Your goal: Among the entries below, only the lines starting at the one with "let session_layer = SessionManagerLayer::new(session_store)" and ending at the one with "Method::POST, Method::PUT, Method::DELETE])", both included, are to be printed exactly.

Study material:
■ ■ ■ ■ ■
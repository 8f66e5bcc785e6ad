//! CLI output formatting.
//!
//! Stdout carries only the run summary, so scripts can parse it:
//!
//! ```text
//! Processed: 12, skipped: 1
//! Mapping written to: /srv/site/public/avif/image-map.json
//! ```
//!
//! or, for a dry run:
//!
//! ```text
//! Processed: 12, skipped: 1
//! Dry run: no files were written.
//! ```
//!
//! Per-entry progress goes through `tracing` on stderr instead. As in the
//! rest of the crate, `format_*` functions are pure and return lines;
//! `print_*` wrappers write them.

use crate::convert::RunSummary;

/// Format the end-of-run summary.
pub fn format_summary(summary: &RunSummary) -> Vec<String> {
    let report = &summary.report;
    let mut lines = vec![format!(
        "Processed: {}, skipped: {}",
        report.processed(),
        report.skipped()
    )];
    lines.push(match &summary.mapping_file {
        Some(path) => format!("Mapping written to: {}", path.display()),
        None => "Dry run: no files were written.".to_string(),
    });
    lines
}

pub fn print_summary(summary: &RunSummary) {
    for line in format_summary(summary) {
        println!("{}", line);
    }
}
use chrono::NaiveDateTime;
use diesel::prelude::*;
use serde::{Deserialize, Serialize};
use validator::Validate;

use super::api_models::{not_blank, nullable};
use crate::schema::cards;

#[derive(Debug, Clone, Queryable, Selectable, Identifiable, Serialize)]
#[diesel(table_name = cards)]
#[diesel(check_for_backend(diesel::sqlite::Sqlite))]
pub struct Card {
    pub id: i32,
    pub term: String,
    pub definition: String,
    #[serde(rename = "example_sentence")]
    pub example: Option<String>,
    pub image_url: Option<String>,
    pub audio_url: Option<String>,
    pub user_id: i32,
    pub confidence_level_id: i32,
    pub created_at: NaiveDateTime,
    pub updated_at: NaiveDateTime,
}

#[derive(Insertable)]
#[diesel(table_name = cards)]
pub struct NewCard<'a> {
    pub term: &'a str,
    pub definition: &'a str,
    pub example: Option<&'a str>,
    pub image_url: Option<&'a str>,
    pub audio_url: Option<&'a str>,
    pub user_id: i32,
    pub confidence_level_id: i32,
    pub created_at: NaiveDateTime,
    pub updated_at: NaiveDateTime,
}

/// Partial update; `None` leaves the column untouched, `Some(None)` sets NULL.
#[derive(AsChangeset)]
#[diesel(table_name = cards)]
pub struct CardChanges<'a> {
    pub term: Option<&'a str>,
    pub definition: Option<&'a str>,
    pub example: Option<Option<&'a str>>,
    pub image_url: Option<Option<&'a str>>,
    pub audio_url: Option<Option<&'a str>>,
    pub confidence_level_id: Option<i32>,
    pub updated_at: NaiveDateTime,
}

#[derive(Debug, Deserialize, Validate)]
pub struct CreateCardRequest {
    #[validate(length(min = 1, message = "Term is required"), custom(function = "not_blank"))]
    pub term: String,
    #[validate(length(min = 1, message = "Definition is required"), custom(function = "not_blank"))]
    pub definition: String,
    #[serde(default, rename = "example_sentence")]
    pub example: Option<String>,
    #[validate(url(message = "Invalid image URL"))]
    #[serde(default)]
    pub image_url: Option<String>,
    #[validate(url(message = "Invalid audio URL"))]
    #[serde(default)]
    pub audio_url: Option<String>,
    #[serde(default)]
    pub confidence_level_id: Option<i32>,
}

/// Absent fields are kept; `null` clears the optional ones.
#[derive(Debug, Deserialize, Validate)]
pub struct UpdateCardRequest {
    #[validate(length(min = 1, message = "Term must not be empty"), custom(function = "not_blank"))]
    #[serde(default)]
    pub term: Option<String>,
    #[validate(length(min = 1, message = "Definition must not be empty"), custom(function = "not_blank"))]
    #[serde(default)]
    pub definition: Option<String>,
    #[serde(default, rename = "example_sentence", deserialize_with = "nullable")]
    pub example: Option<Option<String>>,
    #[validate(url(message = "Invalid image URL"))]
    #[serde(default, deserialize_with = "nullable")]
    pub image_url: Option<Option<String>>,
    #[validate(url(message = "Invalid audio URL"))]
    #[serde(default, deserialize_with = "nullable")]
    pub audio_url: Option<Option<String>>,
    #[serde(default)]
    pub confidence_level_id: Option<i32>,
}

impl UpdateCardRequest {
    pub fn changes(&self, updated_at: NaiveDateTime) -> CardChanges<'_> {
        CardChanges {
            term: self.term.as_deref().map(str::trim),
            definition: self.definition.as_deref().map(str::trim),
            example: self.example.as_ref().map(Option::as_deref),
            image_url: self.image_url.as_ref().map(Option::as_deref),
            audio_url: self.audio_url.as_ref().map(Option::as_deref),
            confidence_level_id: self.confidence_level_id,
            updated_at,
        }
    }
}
■ ■ ■ ■ ■
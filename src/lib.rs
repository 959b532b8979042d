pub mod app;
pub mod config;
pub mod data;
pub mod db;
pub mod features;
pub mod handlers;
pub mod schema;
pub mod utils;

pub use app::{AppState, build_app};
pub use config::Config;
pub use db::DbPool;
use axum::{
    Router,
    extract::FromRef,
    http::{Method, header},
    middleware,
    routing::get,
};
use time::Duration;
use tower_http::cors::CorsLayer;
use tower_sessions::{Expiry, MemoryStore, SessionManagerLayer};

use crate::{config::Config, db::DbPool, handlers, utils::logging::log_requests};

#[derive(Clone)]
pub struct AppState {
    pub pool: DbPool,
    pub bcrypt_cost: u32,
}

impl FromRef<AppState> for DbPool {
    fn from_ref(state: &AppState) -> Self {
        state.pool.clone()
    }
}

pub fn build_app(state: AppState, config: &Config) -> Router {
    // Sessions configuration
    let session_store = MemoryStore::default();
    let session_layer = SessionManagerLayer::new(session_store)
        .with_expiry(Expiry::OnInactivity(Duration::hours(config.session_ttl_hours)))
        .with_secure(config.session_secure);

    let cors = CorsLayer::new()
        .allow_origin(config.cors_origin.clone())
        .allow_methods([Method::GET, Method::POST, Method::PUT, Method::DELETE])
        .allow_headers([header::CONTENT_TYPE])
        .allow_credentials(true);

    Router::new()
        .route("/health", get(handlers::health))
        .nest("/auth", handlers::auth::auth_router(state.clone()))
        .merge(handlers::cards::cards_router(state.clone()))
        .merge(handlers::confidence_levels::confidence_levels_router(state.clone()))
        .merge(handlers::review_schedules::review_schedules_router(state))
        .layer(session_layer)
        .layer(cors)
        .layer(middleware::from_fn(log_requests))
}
■ ■ ■ ■ ■
Task result:
    let session_layer = SessionManagerLayer::new(session_store)
        .with_expiry(Expiry::OnInactivity(Duration::hours(config.session_ttl_hours)))
        .with_secure(config.session_secure);

    let cors = CorsLayer::new()
        .allow_origin(config.cors_origin.clone())
        .allow_methods([Method::GET, Method::POST, Method::PUT, Method::DELETE])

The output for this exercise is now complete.